2023年度の幕が開き、早2週間が過ぎた。各テレビ局、各番組で新体制でのスタートを切ったが、もっとも注目したいのは、毎年春の改編で恒例の人事異動を行うNHKである。だが、その前に前年度の女子アナウンサーの体制や勢力図は果たしてどうだったのか。新年度のNHKの新体制について触れる前におさらいし、その活躍度をベスト5のランキング形式で紹介したい。
第5位・中山果奈アナ

まず第5位は、1991年広島県広島市生まれ、2014年入局の中山果奈アナである。実に意外な名前が挙がったと思われる人も多いのではないだろうか。なかには、そもそも中山アナの名前すら知らない人もいるに違いない。
主なレギュラー番組は、司会を務める『ハートネットTV』と、ナレーションを担当する『ダーウィンが来た!』の2本で、どちらも特段、NHKを代表する番組というワケではない。それにもかかわらず、エム・データ調べの「2022年TV番組出演ランキング」の“アナウンサー・キャスター”女性部門で、フジテレビの井上清華アナの518回に次ぐ第2位に輝いているのである。その回数、なんと494回。あともう少しで500回に達するところだった。

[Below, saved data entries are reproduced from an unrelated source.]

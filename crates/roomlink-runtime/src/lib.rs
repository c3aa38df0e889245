//! Roomlink Runtime
//!
//! Tokio side of Roomlink:
//! - `RoomCoordinator`, `HealthMonitor` and `CoordinatorServer`: the room
//!   coordinator and its WebSocket front end
//! - Relayed connectors (`WebSocketRelay`, in-process `LocalRelay`) and direct
//!   transports (`TcpDirectTransport`, in-memory `MemoryNetwork`)
//! - `MeshUpgradeManager`, `HybridRouter` and `MessageBridge`
//! - `ClientBuilder` / `ClientHandle`: the per-client task tying it together
//!
//! The domain rules live in `roomlink-core`; this crate wires them to
//! sockets, timers and channels.

pub mod bridge;
pub mod client;
pub mod coordinator;
pub mod direct;
pub mod events;
pub mod health;
pub mod history;
pub mod mesh;
pub mod relay;
pub mod router;
pub mod server;

pub use bridge::{BridgeHandled, BridgeOutcome, MessageBridge};
pub use client::{ClientBuilder, ClientHandle};
pub use coordinator::{ConnectionActivity, ParticipantSnapshot, RoomCoordinator, RoomSnapshot};
pub use direct::{
    DirectLink, DirectTransport, IncomingLinks, LinkConditions, MemoryNetwork, MemoryTransport,
    TcpDirectTransport,
};
pub use events::{AppEvent, AppEventReceiver, AppEventSender, ClientCommand, HealthSnapshot};
pub use health::{HealthMonitor, HealthSweep};
pub use history::{HistorySink, MemoryHistory};
pub use mesh::{LinkSnapshot, MeshEvent, MeshSettings, MeshUpgradeManager, QualityChange};
pub use relay::{LocalRelay, RelayConnection, RelayConnector, RelayHandle, WebSocketRelay};
pub use router::{Dispatch, FlushReport, HybridRouter, Received, Recipient};
pub use server::CoordinatorServer;

// Re-export core types for convenience
pub use roomlink_core::{
    ChatMessage, HealthSignal, InboundPath, MessageId, PeerId, PeerInfo, Priority, RoomId,
    RoomlinkConfig, RoomlinkError, RoomlinkResult, Route, RouteReport, TimeSource, Timestamp,
};
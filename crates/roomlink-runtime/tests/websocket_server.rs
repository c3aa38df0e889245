//! Coordinator served over real WebSocket sockets on loopback

use futures::{SinkExt, StreamExt};
use roomlink_core::{
    protocol::{error_codes, leave_reasons},
    ChatMessage, CoordinatorConfig, PeerId, RoomId, SignalingMessage, SystemTimeSource, Timestamp,
};
use roomlink_runtime::{
    CoordinatorServer, RelayConnection, RelayConnector, RoomCoordinator, WebSocketRelay,
};
use std::net::SocketAddr;
use std::sync::Arc;
use std::time::Duration;
use tokio::sync::watch;
use tokio::time::timeout;
use tokio_tungstenite::{connect_async, tungstenite::Message};

const WAIT: Duration = Duration::from_secs(5);

fn create_test_peer_id(id: u8) -> PeerId {
    PeerId::new([id, 0, 0, 0, 0, 0, 0, 0])
}

async fn start_server() -> (SocketAddr, watch::Sender<bool>) {
    let coordinator = Arc::new(RoomCoordinator::new(
        CoordinatorConfig::default(),
        Arc::new(SystemTimeSource::new()),
    ));
    let server = CoordinatorServer::bind("127.0.0.1:0", coordinator)
        .await
        .expect("bind loopback");
    let addr = server.local_addr().expect("bound address");
    let (shutdown_tx, shutdown_rx) = watch::channel(false);
    tokio::spawn(server.run(shutdown_rx));
    (addr, shutdown_tx)
}

async fn connect(addr: SocketAddr) -> RelayConnection {
    WebSocketRelay::new(format!("ws://{addr}"))
        .connect()
        .await
        .expect("websocket connect")
}

/// Next inbound message matching `wanted`, skipping everything else
async fn next_matching<F>(connection: &mut RelayConnection, mut wanted: F) -> SignalingMessage
where
    F: FnMut(&SignalingMessage) -> bool,
{
    timeout(WAIT, async {
        loop {
            let message = connection.inbound.recv().await.expect("socket open");
            if wanted(&message) {
                return message;
            }
        }
    })
    .await
    .expect("message in time")
}

fn join(connection: &RelayConnection, peer_id: PeerId, display_name: &str) {
    connection
        .outbound
        .send(SignalingMessage::JoinRoom {
            room_id: RoomId::new("lobby").unwrap(),
            peer_id,
            display_name: display_name.into(),
        })
        .unwrap();
}

#[tokio::test]
async fn test_chat_round_trip_over_websocket() {
    let (addr, _shutdown) = start_server().await;
    let ann = create_test_peer_id(1);
    let bob = create_test_peer_id(2);
    let mut a = connect(addr).await;
    let mut b = connect(addr).await;

    join(&a, ann, "ann");
    next_matching(&mut a, |m| matches!(m, SignalingMessage::Roster { .. })).await;
    join(&b, bob, "bob");
    match next_matching(&mut b, |m| matches!(m, SignalingMessage::Roster { .. })).await {
        SignalingMessage::Roster { peers, .. } => {
            assert_eq!(peers.len(), 1);
            assert_eq!(peers[0].peer_id, ann);
        }
        other => panic!("unexpected {other:?}"),
    }
    next_matching(&mut a, |m| {
        matches!(m, SignalingMessage::PeerJoined { peer_id, .. } if *peer_id == bob)
    })
    .await;

    let message = ChatMessage::new(
        RoomId::new("lobby").unwrap(),
        ann,
        "ann",
        "hello over the wire",
        Timestamp::new(1),
    );
    let id = message.id;
    a.outbound
        .send(SignalingMessage::ChatMessage {
            room_id: RoomId::new("lobby").unwrap(),
            message,
        })
        .unwrap();

    match next_matching(&mut b, |m| matches!(m, SignalingMessage::ChatMessage { .. })).await {
        SignalingMessage::ChatMessage { message, .. } => {
            assert_eq!(message.id, id);
            assert_eq!(message.content, "hello over the wire");
            assert!(message.delivered_at.is_some());
        }
        other => panic!("unexpected {other:?}"),
    }
    // Sender gets its own echo and the acknowledgement
    next_matching(&mut a, |m| {
        matches!(m, SignalingMessage::ChatMessage { message, .. } if message.id == id)
    })
    .await;
    next_matching(&mut a, |m| {
        matches!(m, SignalingMessage::DeliveryAck { message_id, .. } if *message_id == id)
    })
    .await;
}

#[tokio::test]
async fn test_malformed_text_frame_gets_bad_frame_error() {
    let (addr, _shutdown) = start_server().await;
    let (mut socket, _) = connect_async(format!("ws://{addr}"))
        .await
        .expect("raw websocket connect");

    socket
        .send(Message::Text("{\"type\": \"no-such-thing\"".into()))
        .await
        .unwrap();

    let reply = timeout(WAIT, async {
        loop {
            match socket.next().await {
                Some(Ok(Message::Text(text))) => {
                    return SignalingMessage::decode(&text).expect("coordinator frames decode")
                }
                Some(Ok(_)) => continue,
                other => panic!("socket ended: {other:?}"),
            }
        }
    })
    .await
    .expect("reply in time");
    assert!(matches!(
        reply,
        SignalingMessage::Error { code, .. } if code == error_codes::BAD_FRAME
    ));
}

#[tokio::test]
async fn test_closed_socket_is_announced_as_departure() {
    let (addr, shutdown) = start_server().await;
    let ann = create_test_peer_id(1);
    let bob = create_test_peer_id(2);
    let mut a = connect(addr).await;
    let mut b = connect(addr).await;

    join(&a, ann, "ann");
    next_matching(&mut a, |m| matches!(m, SignalingMessage::Roster { .. })).await;
    join(&b, bob, "bob");
    next_matching(&mut b, |m| matches!(m, SignalingMessage::Roster { .. })).await;

    // Dropping the outbound side closes the socket
    drop(b);

    match next_matching(&mut a, |m| matches!(m, SignalingMessage::PeerLeft { .. })).await {
        SignalingMessage::PeerLeft {
            peer_id, reason, ..
        } => {
            assert_eq!(peer_id, bob);
            assert_eq!(reason, leave_reasons::DISCONNECTED);
        }
        other => panic!("unexpected {other:?}"),
    }
    shutdown.send(true).unwrap();
}
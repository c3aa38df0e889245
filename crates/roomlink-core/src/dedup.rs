//! Inbound message deduplication
//!
//! The same message can legitimately arrive over a direct link, the relayed
//! channel and a bridge during overlap windows. A bounded window of recent
//! fingerprints per room lets exactly one copy through.

use hashbrown::{HashMap, HashSet};
use std::collections::VecDeque;

use crate::message::Fingerprint;
use crate::types::RoomId;

// ----------------------------------------------------------------------------
// Dedup Window
// ----------------------------------------------------------------------------

/// Bounded FIFO set of the most recent fingerprints
#[derive(Debug, Clone)]
pub struct DedupWindow {
    capacity: usize,
    seen: HashSet<Fingerprint>,
    order: VecDeque<Fingerprint>,
}

impl DedupWindow {
    pub fn new(capacity: usize) -> Self {
        let capacity = capacity.max(1);
        Self {
            capacity,
            seen: HashSet::with_capacity(capacity),
            order: VecDeque::with_capacity(capacity),
        }
    }

    /// Record a fingerprint; returns `true` the first time it is seen
    pub fn insert(&mut self, fingerprint: Fingerprint) -> bool {
        if self.seen.contains(&fingerprint) {
            return false;
        }
        if self.order.len() == self.capacity {
            if let Some(evicted) = self.order.pop_front() {
                self.seen.remove(&evicted);
            }
        }
        self.seen.insert(fingerprint);
        self.order.push_back(fingerprint);
        true
    }

    pub fn contains(&self, fingerprint: &Fingerprint) -> bool {
        self.seen.contains(fingerprint)
    }

    pub fn len(&self) -> usize {
        self.order.len()
    }

    pub fn is_empty(&self) -> bool {
        self.order.is_empty()
    }
}

/// One dedup window per room
#[derive(Debug, Clone)]
pub struct RoomDedup {
    capacity: usize,
    rooms: HashMap<RoomId, DedupWindow>,
}

impl RoomDedup {
    pub fn new(capacity: usize) -> Self {
        Self {
            capacity,
            rooms: HashMap::new(),
        }
    }

    /// Returns `true` if this is the first copy seen in `room`
    pub fn check_and_insert(&mut self, room: &RoomId, fingerprint: Fingerprint) -> bool {
        let capacity = self.capacity;
        self.rooms
            .entry(room.clone())
            .or_insert_with(|| DedupWindow::new(capacity))
            .insert(fingerprint)
    }

    /// Whether `room` has already seen the fingerprint, without recording it
    pub fn seen(&self, room: &RoomId, fingerprint: &Fingerprint) -> bool {
        self.rooms
            .get(room)
            .is_some_and(|window| window.contains(fingerprint))
    }

    /// Drop the window of a room we left
    pub fn forget_room(&mut self, room: &RoomId) {
        self.rooms.remove(room);
    }
}

#[cfg(test)]
mod tests {
    use super::*;
    use crate::types::{MessageId, PeerId};

    fn fingerprint(n: u8) -> Fingerprint {
        Fingerprint::new(PeerId::new([n, 0, 0, 0, 0, 0, 0, 0]), MessageId::new())
    }

    #[test]
    fn test_duplicate_is_rejected() {
        let mut window = DedupWindow::new(4);
        let fp = fingerprint(1);
        assert!(window.insert(fp));
        assert!(!window.insert(fp));
        assert_eq!(window.len(), 1);
    }

    #[test]
    fn test_window_evicts_oldest() {
        let mut window = DedupWindow::new(2);
        let first = fingerprint(1);
        window.insert(first);
        window.insert(fingerprint(2));
        window.insert(fingerprint(3));
        assert_eq!(window.len(), 2);
        assert!(!window.contains(&first));
        assert!(window.insert(first));
    }

    #[test]
    fn test_rooms_are_independent() {
        let mut dedup = RoomDedup::new(8);
        let lobby = RoomId::new("lobby").unwrap();
        let attic = RoomId::new("attic").unwrap();
        let fp = fingerprint(1);
        assert!(dedup.check_and_insert(&lobby, fp));
        assert!(dedup.check_and_insert(&attic, fp));
        assert!(!dedup.check_and_insert(&lobby, fp));
        dedup.forget_room(&lobby);
        assert!(!dedup.seen(&lobby, &fp));
    }
}
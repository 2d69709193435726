use std::borrow::Cow;
use std::collections::BTreeMap;
use std::fs::{self, File};
use std::io::{self, BufWriter, Write};
use std::path::Path;

use crate::entry::Entry;
use crate::error::VocabularyError;
use crate::translator::{TranslateError, Translation, Translator};

/// The other side of a directional entry
#[derive(Debug, Clone, PartialEq, Eq)]
struct Paired {
    lang: String,
    word: String,
}

/// In-memory bidirectional word mapping, keyed by language code
#[derive(Debug, Clone, Default, PartialEq, Eq)]
pub struct Vocabulary {
    languages: BTreeMap<String, BTreeMap<String, Paired>>,
}

impl Vocabulary {
    pub fn new() -> Self {
        Self::default()
    }

    /// Load a vocabulary file. A missing file yields an empty vocabulary.
    pub fn load(path: impl AsRef<Path>) -> Result<Self, VocabularyError> {
        let path = path.as_ref();
        tracing::debug!("Loading vocabulary from {}", path.display());

        let bytes = match fs::read(path) {
            Ok(bytes) => bytes,
            Err(e) if e.kind() == io::ErrorKind::NotFound => {
                tracing::info!("No vocabulary file at {}, starting empty", path.display());
                return Ok(Self::new());
            }
            Err(source) => {
                return Err(VocabularyError::Read {
                    path: path.to_path_buf(),
                    source,
                });
            }
        };

        let content = String::from_utf8_lossy(&bytes);
        if let Cow::Owned(_) = content {
            tracing::warn!("{} is not valid UTF-8, invalid bytes were replaced", path.display());
        }

        let vocabulary = Self::from_lines(&content);
        tracing::info!(
            "Loaded {} entries in {} languages from {}",
            vocabulary.len(),
            vocabulary.languages().count(),
            path.display()
        );
        Ok(vocabulary)
    }

    /// Build a vocabulary from file contents, skipping malformed lines
    pub fn from_lines(content: &str) -> Self {
        let mut vocabulary = Self::new();

        for (number, line) in content.lines().enumerate() {
            match Entry::parse(line) {
                Some(entry) => vocabulary.insert_entry(entry),
                None => tracing::debug!("Skipping malformed line {}: {:?}", number + 1, line),
            }
        }

        vocabulary
    }

    /// Store both directions of a word pair. Existing translations are replaced.
    pub fn insert(
        &mut self,
        source_lang: &str,
        source_word: &str,
        target_lang: &str,
        target_word: &str,
    ) {
        self.languages
            .entry(source_lang.to_string())
            .or_default()
            .insert(
                source_word.to_string(),
                Paired {
                    lang: target_lang.to_string(),
                    word: target_word.to_string(),
                },
            );

        self.languages
            .entry(target_lang.to_string())
            .or_default()
            .insert(
                target_word.to_string(),
                Paired {
                    lang: source_lang.to_string(),
                    word: source_word.to_string(),
                },
            );
    }

    pub fn insert_entry(&mut self, entry: Entry) {
        self.insert(
            &entry.source_lang,
            &entry.source_word,
            &entry.target_lang,
            &entry.target_word,
        );
    }

    /// Translation of `word` under `lang`, if known
    pub fn lookup(&self, lang: &str, word: &str) -> Option<&str> {
        self.languages
            .get(lang)
            .and_then(|words| words.get(word))
            .map(|paired| paired.word.as_str())
    }

    /// Overwrite `path` with one line per directional entry.
    ///
    /// Entries whose pair no longer points back at them are written first, so
    /// that replaying the file on load ends with the current pairs.
    pub fn save(&self, path: impl AsRef<Path>) -> Result<(), VocabularyError> {
        let path = path.as_ref();
        let write_error = |source| VocabularyError::Write {
            path: path.to_path_buf(),
            source,
        };

        let file = File::create(path).map_err(write_error)?;
        let mut writer = BufWriter::new(file);
        let (current, stale): (Vec<Entry>, Vec<Entry>) =
            self.entries().partition(|entry| self.is_current(entry));
        for entry in stale.iter().chain(&current) {
            writeln!(writer, "{entry}").map_err(write_error)?;
        }
        writer.flush().map_err(write_error)?;

        tracing::info!("Saved {} entries to {}", self.len(), path.display());
        Ok(())
    }

    /// Every directional entry, ordered by language then word
    pub fn entries(&self) -> impl Iterator<Item = Entry> + '_ {
        self.languages.iter().flat_map(|(lang, words)| {
            words
                .iter()
                .map(move |(word, paired)| Entry::new(lang, word, &paired.lang, &paired.word))
        })
    }

    /// Whether the paired side of `entry` still translates back to it
    fn is_current(&self, entry: &Entry) -> bool {
        self.languages
            .get(&entry.target_lang)
            .and_then(|words| words.get(&entry.target_word))
            .is_some_and(|back| back.lang == entry.source_lang && back.word == entry.source_word)
    }

    /// Language codes with at least one submapping
    pub fn languages(&self) -> impl Iterator<Item = &str> {
        self.languages.keys().map(String::as_str)
    }

    /// Number of directional entries
    pub fn len(&self) -> usize {
        self.languages.values().map(BTreeMap::len).sum()
    }

    pub fn is_empty(&self) -> bool {
        self.len() == 0
    }
}

impl Translator for Vocabulary {
    // The target language does not narrow the lookup; any stored
    // translation of `word` under `from` is returned.
    fn translate(&self, word: &str, from: &str, to: &str) -> Result<Translation, TranslateError> {
        self.lookup(from, word)
            .map(|text| Translation {
                text: text.to_string(),
                from: from.to_string(),
                to: to.to_string(),
            })
            .ok_or_else(|| TranslateError::NotFound {
                word: word.to_string(),
                lang: from.to_string(),
            })
    }
}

これには理由がある。中山アナは、高い確率で『正午のニュース』とその直後の『関東甲信ローカルニュース』を担当するほか、1日に10回以上も放送される5〜10分ほどの『定時ニュース』のキャスターとして、しばしば登場しているのである。そのため、昨年6月19日の石川県能登地方を震源とする震度6弱の地震が発生した際には緊急地震速報の一報を、7月8日には奈良県で銃撃された安倍晋三元首相死去の一報を、速報で伝えることとなった。
キャリアがある分、このような緊急ニュースへの対応も慌てず冷静で、視聴者は実に安心して観ていられる。相対的に地味なポジションや役回りが多いが、与えられた仕事をきっちりとこなす“職人”なのである。彼女のようなバイプレイヤーをNHKは、まだほかにも多数抱えており、これがNHKの強みのひとつといえよう。